Pull every line with "CompressionStats" from the data.

--*--

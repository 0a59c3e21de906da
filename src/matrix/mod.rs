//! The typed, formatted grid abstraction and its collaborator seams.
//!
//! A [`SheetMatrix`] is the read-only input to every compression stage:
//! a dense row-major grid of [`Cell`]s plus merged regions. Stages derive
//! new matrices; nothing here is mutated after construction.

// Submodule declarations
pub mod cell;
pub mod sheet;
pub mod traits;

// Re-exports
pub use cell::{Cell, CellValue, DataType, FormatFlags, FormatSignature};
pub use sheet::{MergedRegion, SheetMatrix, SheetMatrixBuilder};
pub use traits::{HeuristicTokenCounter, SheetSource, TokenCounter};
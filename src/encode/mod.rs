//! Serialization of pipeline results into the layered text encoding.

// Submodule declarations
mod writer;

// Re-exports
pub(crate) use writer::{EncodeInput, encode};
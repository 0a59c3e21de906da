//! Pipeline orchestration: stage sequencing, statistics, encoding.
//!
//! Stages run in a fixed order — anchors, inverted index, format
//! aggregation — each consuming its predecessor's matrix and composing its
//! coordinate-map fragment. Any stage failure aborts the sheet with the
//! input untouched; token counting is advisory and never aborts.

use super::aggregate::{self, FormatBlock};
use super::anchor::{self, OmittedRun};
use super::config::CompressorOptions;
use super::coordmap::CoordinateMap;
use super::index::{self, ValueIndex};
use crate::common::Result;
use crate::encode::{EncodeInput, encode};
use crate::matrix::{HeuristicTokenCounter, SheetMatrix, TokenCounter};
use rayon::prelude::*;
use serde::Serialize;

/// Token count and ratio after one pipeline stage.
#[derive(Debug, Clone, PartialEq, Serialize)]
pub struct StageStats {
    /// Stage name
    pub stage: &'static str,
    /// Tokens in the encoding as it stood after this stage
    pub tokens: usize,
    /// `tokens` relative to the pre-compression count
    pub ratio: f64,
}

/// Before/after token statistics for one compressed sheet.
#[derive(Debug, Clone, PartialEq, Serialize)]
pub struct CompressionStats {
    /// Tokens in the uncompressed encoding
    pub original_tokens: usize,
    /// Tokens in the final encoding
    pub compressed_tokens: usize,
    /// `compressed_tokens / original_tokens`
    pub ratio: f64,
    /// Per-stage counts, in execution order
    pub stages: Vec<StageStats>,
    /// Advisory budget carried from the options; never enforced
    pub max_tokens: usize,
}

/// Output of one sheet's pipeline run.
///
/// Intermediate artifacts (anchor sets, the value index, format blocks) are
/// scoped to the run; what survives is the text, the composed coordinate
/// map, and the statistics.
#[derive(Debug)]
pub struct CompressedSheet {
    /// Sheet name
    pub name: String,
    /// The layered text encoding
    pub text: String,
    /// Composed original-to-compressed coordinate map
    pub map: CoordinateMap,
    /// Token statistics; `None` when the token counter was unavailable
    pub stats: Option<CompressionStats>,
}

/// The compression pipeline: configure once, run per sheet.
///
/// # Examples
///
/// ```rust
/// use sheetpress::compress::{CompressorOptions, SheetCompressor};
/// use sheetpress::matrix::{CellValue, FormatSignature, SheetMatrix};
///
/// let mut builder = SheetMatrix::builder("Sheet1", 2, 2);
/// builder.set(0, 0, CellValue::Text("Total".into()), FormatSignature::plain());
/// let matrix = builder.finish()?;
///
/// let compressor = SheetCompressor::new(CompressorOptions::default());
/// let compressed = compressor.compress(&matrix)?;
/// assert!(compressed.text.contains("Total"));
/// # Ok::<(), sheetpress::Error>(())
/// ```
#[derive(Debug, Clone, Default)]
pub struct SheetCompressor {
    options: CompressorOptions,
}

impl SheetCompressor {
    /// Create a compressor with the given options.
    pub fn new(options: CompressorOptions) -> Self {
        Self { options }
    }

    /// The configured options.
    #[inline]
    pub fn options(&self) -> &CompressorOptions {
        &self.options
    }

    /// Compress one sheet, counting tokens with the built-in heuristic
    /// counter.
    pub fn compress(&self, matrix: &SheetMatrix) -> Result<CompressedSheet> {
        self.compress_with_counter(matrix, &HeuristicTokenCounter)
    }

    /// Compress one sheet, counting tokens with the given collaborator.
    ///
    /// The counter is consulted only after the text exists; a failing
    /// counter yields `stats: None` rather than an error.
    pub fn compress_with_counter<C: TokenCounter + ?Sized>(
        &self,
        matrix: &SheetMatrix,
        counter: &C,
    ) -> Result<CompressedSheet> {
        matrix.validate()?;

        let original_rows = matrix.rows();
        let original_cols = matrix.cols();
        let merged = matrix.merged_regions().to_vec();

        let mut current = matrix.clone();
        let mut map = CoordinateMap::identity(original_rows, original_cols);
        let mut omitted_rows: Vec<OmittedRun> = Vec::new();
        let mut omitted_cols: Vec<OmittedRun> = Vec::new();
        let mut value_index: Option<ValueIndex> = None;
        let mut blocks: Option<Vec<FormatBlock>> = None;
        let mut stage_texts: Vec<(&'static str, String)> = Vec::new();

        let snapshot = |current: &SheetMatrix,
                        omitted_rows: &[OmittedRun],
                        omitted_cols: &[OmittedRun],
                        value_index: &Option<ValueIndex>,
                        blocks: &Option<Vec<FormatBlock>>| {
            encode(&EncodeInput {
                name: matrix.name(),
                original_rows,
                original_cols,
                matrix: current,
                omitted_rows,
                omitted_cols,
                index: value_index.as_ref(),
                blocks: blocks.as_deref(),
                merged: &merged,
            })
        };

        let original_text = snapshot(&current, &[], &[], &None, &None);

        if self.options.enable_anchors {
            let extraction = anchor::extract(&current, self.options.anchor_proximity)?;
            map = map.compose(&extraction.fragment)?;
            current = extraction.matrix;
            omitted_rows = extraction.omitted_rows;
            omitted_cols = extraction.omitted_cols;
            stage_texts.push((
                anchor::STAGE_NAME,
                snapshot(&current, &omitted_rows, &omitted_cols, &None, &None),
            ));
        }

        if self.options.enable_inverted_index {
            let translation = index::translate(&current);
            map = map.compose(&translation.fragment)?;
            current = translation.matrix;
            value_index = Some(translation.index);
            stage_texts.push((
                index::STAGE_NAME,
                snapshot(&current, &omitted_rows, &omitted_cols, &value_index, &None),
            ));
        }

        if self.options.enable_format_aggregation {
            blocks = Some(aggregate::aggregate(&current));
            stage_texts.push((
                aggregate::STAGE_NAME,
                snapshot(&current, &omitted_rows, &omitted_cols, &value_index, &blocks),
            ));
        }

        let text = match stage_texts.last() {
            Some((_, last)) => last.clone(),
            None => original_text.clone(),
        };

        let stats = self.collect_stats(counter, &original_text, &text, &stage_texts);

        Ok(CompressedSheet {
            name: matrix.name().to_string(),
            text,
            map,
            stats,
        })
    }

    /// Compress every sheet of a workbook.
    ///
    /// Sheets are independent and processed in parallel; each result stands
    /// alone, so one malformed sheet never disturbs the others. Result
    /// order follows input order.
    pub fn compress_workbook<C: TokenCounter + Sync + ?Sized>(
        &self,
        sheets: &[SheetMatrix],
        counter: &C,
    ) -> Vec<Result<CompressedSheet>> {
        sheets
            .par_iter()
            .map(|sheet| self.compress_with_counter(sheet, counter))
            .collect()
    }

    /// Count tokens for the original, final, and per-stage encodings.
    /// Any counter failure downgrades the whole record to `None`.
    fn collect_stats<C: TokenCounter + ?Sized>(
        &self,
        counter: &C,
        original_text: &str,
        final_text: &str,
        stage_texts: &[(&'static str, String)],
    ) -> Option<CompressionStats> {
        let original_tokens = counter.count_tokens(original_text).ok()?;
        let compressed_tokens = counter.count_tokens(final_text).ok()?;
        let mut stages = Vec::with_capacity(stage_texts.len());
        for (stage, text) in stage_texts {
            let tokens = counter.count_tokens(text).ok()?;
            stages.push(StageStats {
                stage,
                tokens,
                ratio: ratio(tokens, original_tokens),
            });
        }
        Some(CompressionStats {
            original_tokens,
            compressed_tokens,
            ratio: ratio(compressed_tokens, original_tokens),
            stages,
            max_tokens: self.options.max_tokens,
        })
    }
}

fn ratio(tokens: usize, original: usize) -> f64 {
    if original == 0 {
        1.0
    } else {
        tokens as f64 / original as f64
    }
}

--*--

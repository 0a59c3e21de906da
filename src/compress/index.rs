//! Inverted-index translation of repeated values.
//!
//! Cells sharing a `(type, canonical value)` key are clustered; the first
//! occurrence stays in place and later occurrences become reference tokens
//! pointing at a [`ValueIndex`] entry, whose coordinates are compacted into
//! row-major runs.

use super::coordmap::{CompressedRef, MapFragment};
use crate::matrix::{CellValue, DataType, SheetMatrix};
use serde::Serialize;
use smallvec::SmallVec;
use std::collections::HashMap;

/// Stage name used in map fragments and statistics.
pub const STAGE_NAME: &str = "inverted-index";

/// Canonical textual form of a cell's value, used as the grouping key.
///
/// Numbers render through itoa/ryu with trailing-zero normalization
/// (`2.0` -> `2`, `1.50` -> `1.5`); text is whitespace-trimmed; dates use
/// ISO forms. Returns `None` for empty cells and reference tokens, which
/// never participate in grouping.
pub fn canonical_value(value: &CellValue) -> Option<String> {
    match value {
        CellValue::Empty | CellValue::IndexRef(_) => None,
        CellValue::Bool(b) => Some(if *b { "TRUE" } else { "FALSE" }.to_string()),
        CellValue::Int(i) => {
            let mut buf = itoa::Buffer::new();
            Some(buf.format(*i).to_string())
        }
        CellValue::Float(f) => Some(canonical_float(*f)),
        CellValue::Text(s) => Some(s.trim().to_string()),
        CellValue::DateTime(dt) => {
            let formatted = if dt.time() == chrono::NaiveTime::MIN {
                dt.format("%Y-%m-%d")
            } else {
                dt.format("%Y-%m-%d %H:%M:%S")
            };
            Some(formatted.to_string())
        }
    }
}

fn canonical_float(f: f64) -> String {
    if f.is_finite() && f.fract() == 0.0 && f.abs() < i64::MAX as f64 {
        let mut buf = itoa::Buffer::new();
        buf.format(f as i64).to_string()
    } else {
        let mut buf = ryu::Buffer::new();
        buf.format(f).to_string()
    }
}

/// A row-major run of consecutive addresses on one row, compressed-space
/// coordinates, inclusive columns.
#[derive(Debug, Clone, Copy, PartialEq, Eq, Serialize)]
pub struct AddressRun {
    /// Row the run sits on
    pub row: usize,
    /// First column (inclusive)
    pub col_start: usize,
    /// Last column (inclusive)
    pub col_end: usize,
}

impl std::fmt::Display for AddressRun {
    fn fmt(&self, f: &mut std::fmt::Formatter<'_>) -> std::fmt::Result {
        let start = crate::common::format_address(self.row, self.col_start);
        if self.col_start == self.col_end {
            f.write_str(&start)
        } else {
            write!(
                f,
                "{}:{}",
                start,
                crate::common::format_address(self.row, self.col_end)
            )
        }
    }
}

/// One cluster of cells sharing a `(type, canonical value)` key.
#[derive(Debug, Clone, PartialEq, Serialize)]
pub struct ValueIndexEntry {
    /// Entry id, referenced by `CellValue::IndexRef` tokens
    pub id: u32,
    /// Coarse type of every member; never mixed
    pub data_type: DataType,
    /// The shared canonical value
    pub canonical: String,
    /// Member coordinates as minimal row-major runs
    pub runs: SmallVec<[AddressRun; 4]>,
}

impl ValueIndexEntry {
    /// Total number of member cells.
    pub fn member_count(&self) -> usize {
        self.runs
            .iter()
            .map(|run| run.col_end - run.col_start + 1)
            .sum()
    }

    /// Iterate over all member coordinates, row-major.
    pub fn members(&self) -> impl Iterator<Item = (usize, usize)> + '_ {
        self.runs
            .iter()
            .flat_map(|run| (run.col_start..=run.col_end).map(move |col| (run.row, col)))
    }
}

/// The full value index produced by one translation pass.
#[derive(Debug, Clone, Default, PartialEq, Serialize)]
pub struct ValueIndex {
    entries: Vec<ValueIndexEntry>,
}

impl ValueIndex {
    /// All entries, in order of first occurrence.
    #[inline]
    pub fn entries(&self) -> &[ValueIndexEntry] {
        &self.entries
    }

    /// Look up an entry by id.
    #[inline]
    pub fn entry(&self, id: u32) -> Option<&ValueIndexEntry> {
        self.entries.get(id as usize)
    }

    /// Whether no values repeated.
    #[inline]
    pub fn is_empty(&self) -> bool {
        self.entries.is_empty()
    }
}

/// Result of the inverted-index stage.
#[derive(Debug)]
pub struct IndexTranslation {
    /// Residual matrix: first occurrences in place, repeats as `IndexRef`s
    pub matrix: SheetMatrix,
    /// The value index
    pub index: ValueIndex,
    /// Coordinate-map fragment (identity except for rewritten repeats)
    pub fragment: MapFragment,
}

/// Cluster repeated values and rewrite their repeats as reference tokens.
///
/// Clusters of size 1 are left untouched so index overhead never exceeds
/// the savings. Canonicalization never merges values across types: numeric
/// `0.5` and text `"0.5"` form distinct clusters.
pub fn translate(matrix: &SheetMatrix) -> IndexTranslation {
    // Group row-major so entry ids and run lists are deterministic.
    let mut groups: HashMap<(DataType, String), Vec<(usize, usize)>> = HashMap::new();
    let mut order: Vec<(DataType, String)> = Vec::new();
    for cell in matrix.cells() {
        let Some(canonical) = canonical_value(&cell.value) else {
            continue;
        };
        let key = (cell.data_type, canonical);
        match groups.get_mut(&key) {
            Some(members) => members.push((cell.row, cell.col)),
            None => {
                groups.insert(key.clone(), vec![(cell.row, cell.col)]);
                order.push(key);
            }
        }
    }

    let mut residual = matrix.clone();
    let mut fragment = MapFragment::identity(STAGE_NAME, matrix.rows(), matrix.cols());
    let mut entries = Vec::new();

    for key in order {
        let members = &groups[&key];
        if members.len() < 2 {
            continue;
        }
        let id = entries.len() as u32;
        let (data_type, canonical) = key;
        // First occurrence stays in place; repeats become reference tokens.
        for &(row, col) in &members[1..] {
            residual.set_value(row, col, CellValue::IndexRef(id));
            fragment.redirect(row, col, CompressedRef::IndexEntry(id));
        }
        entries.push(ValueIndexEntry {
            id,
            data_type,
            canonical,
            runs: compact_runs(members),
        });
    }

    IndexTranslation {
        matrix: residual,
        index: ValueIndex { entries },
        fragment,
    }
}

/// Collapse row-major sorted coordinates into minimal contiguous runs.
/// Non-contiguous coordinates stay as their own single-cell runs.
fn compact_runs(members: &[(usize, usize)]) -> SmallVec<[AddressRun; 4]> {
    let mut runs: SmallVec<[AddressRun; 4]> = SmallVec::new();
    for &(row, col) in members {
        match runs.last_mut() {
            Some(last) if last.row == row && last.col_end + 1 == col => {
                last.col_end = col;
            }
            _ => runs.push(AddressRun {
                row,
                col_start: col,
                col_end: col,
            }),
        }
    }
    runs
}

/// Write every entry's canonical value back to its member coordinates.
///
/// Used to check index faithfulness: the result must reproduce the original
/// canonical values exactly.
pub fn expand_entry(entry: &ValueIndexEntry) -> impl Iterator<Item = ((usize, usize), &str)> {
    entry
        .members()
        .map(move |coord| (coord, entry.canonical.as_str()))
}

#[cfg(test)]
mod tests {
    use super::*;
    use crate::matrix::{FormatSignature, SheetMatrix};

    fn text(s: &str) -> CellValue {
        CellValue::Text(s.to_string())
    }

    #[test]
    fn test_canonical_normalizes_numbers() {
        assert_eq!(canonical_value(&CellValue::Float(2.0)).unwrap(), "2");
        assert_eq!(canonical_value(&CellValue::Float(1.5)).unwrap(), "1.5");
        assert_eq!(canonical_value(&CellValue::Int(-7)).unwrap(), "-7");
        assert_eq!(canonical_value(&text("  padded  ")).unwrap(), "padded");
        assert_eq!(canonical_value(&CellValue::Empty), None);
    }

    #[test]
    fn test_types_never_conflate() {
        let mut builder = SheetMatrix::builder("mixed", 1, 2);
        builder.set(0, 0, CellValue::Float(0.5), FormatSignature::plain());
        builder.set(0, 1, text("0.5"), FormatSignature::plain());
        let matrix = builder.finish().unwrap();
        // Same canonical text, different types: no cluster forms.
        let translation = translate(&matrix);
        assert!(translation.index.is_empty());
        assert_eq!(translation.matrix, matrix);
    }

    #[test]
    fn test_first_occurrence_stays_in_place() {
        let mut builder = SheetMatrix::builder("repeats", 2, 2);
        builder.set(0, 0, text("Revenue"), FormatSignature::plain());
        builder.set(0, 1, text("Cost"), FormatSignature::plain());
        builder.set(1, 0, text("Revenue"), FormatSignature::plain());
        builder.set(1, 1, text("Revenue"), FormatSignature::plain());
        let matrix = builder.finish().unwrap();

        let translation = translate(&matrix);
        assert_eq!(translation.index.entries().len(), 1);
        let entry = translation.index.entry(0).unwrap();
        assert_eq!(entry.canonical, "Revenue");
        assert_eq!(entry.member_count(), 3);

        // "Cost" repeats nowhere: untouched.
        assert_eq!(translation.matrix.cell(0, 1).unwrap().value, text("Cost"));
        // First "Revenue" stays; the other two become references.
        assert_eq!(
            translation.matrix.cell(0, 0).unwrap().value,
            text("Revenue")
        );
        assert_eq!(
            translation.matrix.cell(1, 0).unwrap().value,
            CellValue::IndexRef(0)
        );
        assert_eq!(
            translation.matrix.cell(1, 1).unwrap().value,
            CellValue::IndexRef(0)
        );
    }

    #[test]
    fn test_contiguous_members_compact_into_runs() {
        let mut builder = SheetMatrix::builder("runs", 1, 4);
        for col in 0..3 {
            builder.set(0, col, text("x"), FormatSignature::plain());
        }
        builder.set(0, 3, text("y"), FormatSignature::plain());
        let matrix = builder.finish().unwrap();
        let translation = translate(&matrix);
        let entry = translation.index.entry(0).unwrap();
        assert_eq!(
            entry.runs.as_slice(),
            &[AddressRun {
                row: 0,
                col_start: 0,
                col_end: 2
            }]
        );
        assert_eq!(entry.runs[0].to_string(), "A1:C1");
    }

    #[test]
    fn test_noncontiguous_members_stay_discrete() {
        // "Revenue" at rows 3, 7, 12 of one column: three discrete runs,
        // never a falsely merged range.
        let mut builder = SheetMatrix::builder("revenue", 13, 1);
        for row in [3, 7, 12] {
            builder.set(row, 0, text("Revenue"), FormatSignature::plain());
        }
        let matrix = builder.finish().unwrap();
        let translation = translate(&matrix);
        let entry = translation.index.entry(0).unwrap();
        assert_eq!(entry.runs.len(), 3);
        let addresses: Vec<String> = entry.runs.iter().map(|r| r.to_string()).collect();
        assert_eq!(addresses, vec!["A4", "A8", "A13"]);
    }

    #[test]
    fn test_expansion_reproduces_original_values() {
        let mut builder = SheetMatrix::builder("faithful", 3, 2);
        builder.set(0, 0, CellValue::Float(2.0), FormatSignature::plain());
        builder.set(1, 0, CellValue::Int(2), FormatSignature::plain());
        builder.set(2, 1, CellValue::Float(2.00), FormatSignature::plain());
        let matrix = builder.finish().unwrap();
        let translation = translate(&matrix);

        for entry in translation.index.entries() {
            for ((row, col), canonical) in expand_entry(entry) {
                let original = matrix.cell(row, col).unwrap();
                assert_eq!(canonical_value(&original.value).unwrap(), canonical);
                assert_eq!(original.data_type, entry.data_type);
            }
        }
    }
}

--*--

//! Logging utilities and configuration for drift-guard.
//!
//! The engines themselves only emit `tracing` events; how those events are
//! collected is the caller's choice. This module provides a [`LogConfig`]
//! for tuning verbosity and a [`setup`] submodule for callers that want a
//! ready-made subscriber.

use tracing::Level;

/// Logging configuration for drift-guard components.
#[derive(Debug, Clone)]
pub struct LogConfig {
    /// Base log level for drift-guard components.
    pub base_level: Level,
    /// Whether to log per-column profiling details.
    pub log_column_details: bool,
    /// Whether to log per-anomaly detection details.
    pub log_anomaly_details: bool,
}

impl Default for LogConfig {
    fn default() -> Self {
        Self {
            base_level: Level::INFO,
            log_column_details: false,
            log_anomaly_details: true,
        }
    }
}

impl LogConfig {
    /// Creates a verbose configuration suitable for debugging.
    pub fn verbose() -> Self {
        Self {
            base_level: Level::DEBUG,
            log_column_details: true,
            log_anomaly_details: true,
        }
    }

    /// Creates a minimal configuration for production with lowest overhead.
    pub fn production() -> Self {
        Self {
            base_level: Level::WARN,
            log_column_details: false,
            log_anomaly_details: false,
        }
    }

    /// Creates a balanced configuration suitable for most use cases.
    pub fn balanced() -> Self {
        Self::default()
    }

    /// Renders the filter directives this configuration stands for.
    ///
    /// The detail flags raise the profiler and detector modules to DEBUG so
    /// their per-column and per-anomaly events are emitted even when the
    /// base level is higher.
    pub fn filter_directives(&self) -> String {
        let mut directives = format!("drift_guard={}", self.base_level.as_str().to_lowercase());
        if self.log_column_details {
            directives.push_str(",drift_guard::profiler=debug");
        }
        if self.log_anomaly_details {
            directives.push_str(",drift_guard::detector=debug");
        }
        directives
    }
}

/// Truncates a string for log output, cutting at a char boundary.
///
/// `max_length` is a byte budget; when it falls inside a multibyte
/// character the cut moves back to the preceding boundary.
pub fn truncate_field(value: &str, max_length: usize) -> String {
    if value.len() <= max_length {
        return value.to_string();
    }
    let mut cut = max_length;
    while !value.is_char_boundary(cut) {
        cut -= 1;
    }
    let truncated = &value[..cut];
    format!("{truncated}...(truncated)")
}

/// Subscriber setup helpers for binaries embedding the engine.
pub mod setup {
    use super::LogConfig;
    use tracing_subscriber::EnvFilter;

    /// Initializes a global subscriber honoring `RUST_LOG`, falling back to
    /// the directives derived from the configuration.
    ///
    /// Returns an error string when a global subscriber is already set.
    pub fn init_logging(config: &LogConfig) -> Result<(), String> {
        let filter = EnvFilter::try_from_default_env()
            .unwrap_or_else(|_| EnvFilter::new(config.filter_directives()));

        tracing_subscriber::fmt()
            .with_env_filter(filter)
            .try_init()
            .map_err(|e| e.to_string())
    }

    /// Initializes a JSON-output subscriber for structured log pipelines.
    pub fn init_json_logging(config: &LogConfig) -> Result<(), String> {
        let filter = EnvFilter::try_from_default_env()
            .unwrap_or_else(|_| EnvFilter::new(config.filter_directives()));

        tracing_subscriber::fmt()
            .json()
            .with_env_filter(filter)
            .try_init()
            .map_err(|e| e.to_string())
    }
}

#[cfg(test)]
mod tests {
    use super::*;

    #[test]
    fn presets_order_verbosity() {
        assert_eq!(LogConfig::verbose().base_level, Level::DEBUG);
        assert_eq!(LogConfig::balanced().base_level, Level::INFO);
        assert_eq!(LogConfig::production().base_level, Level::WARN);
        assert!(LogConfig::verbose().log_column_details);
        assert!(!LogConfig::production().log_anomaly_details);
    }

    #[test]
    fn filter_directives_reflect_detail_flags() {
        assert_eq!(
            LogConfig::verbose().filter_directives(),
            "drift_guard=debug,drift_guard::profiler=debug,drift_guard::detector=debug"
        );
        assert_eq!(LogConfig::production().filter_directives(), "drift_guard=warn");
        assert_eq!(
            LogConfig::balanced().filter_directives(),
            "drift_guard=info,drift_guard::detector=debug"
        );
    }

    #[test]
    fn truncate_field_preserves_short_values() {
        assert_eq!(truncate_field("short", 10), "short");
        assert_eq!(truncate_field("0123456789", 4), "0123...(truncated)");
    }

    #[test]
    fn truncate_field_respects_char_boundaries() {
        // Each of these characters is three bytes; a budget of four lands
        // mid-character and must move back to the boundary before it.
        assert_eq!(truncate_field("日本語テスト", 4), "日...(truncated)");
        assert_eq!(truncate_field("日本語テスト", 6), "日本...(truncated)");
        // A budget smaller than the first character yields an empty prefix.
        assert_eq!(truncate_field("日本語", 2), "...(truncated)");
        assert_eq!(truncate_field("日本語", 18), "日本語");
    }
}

--*--

▸ Written response
pub struct CompressionStats {
    pub stats: Option<CompressionStats>,
    ) -> Option<CompressionStats> {
        Some(CompressionStats {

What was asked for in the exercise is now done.